单发性皮质下小梗死的早期神经功能恶化的研究进展
2017-01-11乔雪竹杨春晓
乔雪竹 杨春晓
·综 述·
单发性皮质下小梗死的早期神经功能恶化的研究进展
乔雪竹 杨春晓
脑血管病已成为危害中老年人身体健康及生命的主要疾病,其中缺血性脑卒中占脑血管病的比例>70%[1],进展性脑卒中是急性缺血性脑卒中的一种特殊类型,一直是备受关注的临床问题。以往常将单发性皮质下小梗死(Single Small Subcortical Infarctions, SSSI)与腔隙性脑梗死混为一谈,后者被认为是由小动脉病变所致,主要以纤维蛋白样降解或脂质透明变性为病理特征,神经功能缺损相对受限[2];更多研究表明SSSI的病理机制还包括载体动脉粥样硬化性病变闭塞穿支动脉,其早期神经功能恶化(Early Neurological Deterioration, END)的发生率达20%~30%,并严重妨碍神经功能恢复[3]。END发病机制并不明确,诊断标准国内外亦无统一定论,微血管病变和动脉粥样硬化都已被提出能独立地促成SSSI患者出现END,为了更有效地应对SSSI患者临床病情的进展恶化,阐明SSSI的病理机制及明确与进展相关的临床预测因素尤为重要。本研究总结国内外的相关研究,就其病理机制、分类、临床预测因素及治疗等方面的研究进展进行总结。
1 SSSI概念及发病机制
SSSI是指位于大脑深部白质的穿支动脉供血区域的孤立性缺血灶,临床上多见于基底节、内囊、半卵圆中心、放射冠、丘脑、脑干等部位的孤立性小梗死,直径通常<20 mm,其发病机制可以是载体动脉粥样硬化斑块或血栓堵塞了穿支动脉,也可以是穿支动脉本身病变所致,绝不等同于纯形态学描述的腔隙性脑梗死。

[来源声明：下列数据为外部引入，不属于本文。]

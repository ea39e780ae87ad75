// src/query.rs
use alloy::primitives::Bytes;
use alloy::sol_types::SolValue;
use serde::{Deserialize, Serialize};
use std::fmt;

pub const SPOT_PRICE: &str = "SpotPrice";

#[derive(thiserror::Error, Debug)]
pub enum QueryError {
    #[error("abi decode: {0}")]
    Abi(#[from] alloy::sol_types::Error),
}

/// Decoded query payload. `query_data` is `abi.encode(string queryType, bytes queryArgs)`.
#[derive(Debug, Clone, PartialEq, Eq, Hash, Serialize, Deserialize)]
pub enum Query {
    SpotPrice { asset: String, currency: String },
    Other { type_name: String, args: Bytes },
}

impl Query {
    pub fn spot_price(asset: impl Into<String>, currency: impl Into<String>) -> Self {
        Query::SpotPrice { asset: asset.into(), currency: currency.into() }
    }

    pub fn type_name(&self) -> &str {
        match self {
            Query::SpotPrice { .. } => SPOT_PRICE,
            Query::Other { type_name, .. } => type_name,
        }
    }

    pub fn query_data(&self) -> Bytes {
        let args: Bytes = match self {
            Query::SpotPrice { asset, currency } => {
                (asset.clone(), currency.clone()).abi_encode_params().into()
            }
            Query::Other { args, .. } => args.clone(),
        };
        (self.type_name().to_string(), args).abi_encode_params().into()
    }

    pub fn from_query_data(query_data: &[u8]) -> Result<Self, QueryError> {
        let (type_name, args) = split(query_data)?;
        if type_name == SPOT_PRICE {
            let (asset, currency) = <(String, String)>::abi_decode_params(&args, true)?;
            return Ok(Query::SpotPrice { asset, currency });
        }
        Ok(Query::Other { type_name, args })
    }
}

impl fmt::Display for Query {
    fn fmt(&self, f: &mut fmt::Formatter<'_>) -> fmt::Result {
        match self {
            Query::SpotPrice { asset, currency } => {
                write!(f, "{}/{}", asset.to_uppercase(), currency.to_uppercase())
            }
            Query::Other { type_name, args } => write!(f, "{}({} bytes)", type_name, args.len()),
        }
    }
}

/// Query type name without decoding the args.
pub fn decode_type_name(query_data: &[u8]) -> Result<String, QueryError> {
    split(query_data).map(|(name, _)| name)
}

fn split(query_data: &[u8]) -> Result<(String, Bytes), QueryError> {
    Ok(<(String, Bytes)>::abi_decode_params(query_data, true)?)
}

#[cfg(test)]
mod tests {
    use super::*;

    #[test]
    fn spot_price_survives_encoding() {
        let q = Query::spot_price("eth", "usd");
        let qd = q.query_data();
        assert_eq!(decode_type_name(&qd).unwrap(), "SpotPrice");
        assert_eq!(Query::from_query_data(&qd).unwrap(), q);
        assert_eq!(q.to_string(), "ETH/USD");
    }

    #[test]
    fn unknown_types_keep_raw_args() {
        let q = Query::Other { type_name: "EVMCall".into(), args: Bytes::from_static(&[1, 2, 3]) };
        let decoded = Query::from_query_data(&q.query_data()).unwrap();
        assert_eq!(decoded.type_name(), "EVMCall");
        assert_eq!(decoded, q);
    }

    #[test]
    fn garbage_is_an_error() {
        assert!(decode_type_name(&[0xde, 0xad]).is_err());
    }
}
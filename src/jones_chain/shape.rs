// This Source Code Form is subject to the terms of the Mozilla Public
// License, v. 2.0. If a copy of the MPL was not distributed with this
// file, You can obtain one at http://mozilla.org/MPL/2.0/.

//! Validation of Jones chain inputs and the shape of the resulting antenna
//! Jones tensor.
//!
//! Both shape inference and the kernel go through [`plan`], so the shape
//! inferred before any data exists is always the shape the kernel allocates.

use itertools::Itertools;
use log::{debug, trace};

use super::{JonesChainConfig, JonesChainError, JonesTermKind};
use crate::{
    constants::{NUM_CORR, ROW_TO_TIME_INDEX_SCHEMA},
    schema::{DimensionSchema, NamedDimensionMap, SchemaError},
};

/// The shapes of the tensors supplied to a Jones chain. Shapes of terms that
/// aren't present are ignored.
#[derive(Debug, Clone, Copy, Default)]
pub struct TermShapes<'a> {
    pub bsqrt: &'a [usize],
    pub complex_phase: &'a [usize],
    pub feed_rotation: &'a [usize],
    pub ddes: &'a [usize],
    pub row_to_time_index: &'a [usize],
}

impl<'a> TermShapes<'a> {
    pub fn term(&self, kind: JonesTermKind) -> &'a [usize] {
        match kind {
            JonesTermKind::BrightnessSqrt => self.bsqrt,
            JonesTermKind::ComplexPhase => self.complex_phase,
            JonesTermKind::FeedRotation => self.feed_rotation,
            JonesTermKind::Ddes => self.ddes,
        }
    }

    pub fn set_term(&mut self, kind: JonesTermKind, shape: &'a [usize]) {
        match kind {
            JonesTermKind::BrightnessSqrt => self.bsqrt = shape,
            JonesTermKind::ComplexPhase => self.complex_phase = shape,
            JonesTermKind::FeedRotation => self.feed_rotation = shape,
            JonesTermKind::Ddes => self.ddes = shape,
        }
    }
}

/// A validated Jones chain, ready to be executed.
#[derive(Debug, Clone)]
pub(super) struct ChainPlan {
    pub(super) num_sources: usize,
    pub(super) num_rows: usize,
    pub(super) num_chans: usize,

    /// The present terms in the order they're applied, along with the axis
    /// permutation that takes each term's tensor into its canonical order.
    pub(super) terms: Vec<(JonesTermKind, Vec<usize>)>,
}

impl ChainPlan {
    pub(super) fn output_shape(&self) -> [usize; 4] {
        [self.num_sources, self.num_rows, self.num_chans, NUM_CORR]
    }
}

/// Resolve all named dimensions of the present terms and check that they
/// describe a Jones chain that can be computed.
pub(super) fn plan(
    config: &JonesChainConfig,
    shapes: &TermShapes,
) -> Result<ChainPlan, JonesChainError> {
    let mut dims = NamedDimensionMap::with_declared(
        config
            .dimensions
            .iter()
            .map(|(name, &size)| (name.as_str(), size)),
    );

    let mut terms = Vec::with_capacity(JonesTermKind::ORDER.len());
    for kind in config.present_terms() {
        let schema = DimensionSchema::parse(config.schema(kind))?;
        let name = kind.to_string();
        dims.merge(&name, &schema, shapes.term(kind))?;

        let canonical = kind.canonical_axes();
        let permutation = schema
            .permutation_to(canonical)
            .ok_or_else(|| SchemaError::SchemaAxes {
                tensor: name.clone(),
                schema: schema.to_string(),
                expected: format!("({})", canonical.iter().join(",")),
            })?;
        trace!("{name} schema {schema} has axis permutation {permutation:?}");
        terms.push((kind, permutation));
    }

    let index_schema = DimensionSchema::parse(ROW_TO_TIME_INDEX_SCHEMA)?;
    dims.merge("row_to_time_index", &index_schema, shapes.row_to_time_index)?;
    debug!("Resolved dimensions: {dims}");

    let num_sources = dims.require("source")?;
    let num_rows = dims.require("row")?;
    let num_chans = dims.require("chan")?;
    if terms.iter().any(|(kind, _)| kind.is_matrix()) {
        let num_corr = dims.require("corr")?;
        if num_corr != NUM_CORR {
            return Err(JonesChainError::InvalidCorrelationCount { found: num_corr });
        }
    }

    Ok(ChainPlan {
        num_sources,
        num_rows,
        num_chans,
        terms,
    })
}

/// Get the shape of the antenna Jones tensor that [`super::create_antenna_jones`]
/// would produce for tensors of the given shapes, without needing any data.
/// The shape is `(source, row, chan, corr)`, and the corr axis always has 4
/// elements.
pub fn infer_antenna_jones_shape(
    config: &JonesChainConfig,
    shapes: &TermShapes,
) -> Result<[usize; 4], JonesChainError> {
    Ok(plan(config, shapes)?.output_shape())
}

脑卒中的分类标准目前采用2011年由高山、王拥军等为代表提出的CISS (Chinese Ischemic Stroke Subclassification)分型[4],包括大动脉粥样硬化型(large artery atherosclerosis, LAA)、心源性脑卒中(Cardiogenic Stroke, CS)、穿支动脉疾病(Parental Artery Disease, PAD)、其他病因(Other Etiologies,OE)和病因不明 (Undeterm Inedetiology, UE)。其中,LAA又包含①载体动脉粥样硬化堵塞穿支动脉,表现为穿支动脉孤立性梗死和载体动脉粥样斑块形成;②动脉到动脉栓塞,表现为多发、皮层或区域性梗死;③低灌注/栓子清除下降,表现为分水岭梗死。PAD又包含动脉粥样硬化型和玻璃样变型2种[5]。
根据CISS分型标准,SSSI既与PAD发病机制相关,又与LAA的载体动脉粥样硬化性穿支动脉闭塞密切关联。综合国内外相关研究,SSSI的发病机制归结为5种:①局限性载体动脉粥样硬化闭塞穿支动脉;②载体动脉与穿支动脉结合交界处斑块延伸至穿支动脉引起穿支动脉闭塞;③广泛性载体动脉粥样硬化闭塞穿支动脉;④穿支动脉近端粥样硬化性闭塞;⑤穿支动脉远端的脂质玻璃样变性[6]。
2 SSSI分类
2.1 根据梗死位置与载体动脉的关系分类
韩国Nah等[7]一项研究认为,SSSI可以根据梗死位置和动脉主干的关系进行分类。穿支供血远端区域[distal SSSI (dSSSI)]:梗死病灶位于与动脉主干临近的穿支动脉供血远端区域,即未延伸至主干分支处;穿支供血近端区域[proximal SSSI (pSSSI)]:梗死病灶位于与动脉主干临近的穿支动脉供血近端区域,即延伸至主干分支处。即在DWI横轴位上幕上的梗死灶累及基底节的最底面即中脑消失的上一层面和中脑、脑桥或延髓腹侧表面的为近端梗死,否则为远端梗死[8]。
2.2 根据病灶形态分类
Kim 和 Yoon[6]研究发现,两种穿支动脉不同的病理改变可导致不同形态的选择性梗死。线形SSSI: 穿支动脉疾病的动脉粥样硬化型通常闭塞穿支动脉近端,可引起从基底节至脑实质的梗死,在冠状面影像中呈线形,通常累及3个或3个以上层面;圆(或椭圆)形SSSI:脂质玻璃样变型则影响穿支动脉的远端,往往造成小直径小体积梗死,病灶在冠状影像上呈圆形或椭圆形。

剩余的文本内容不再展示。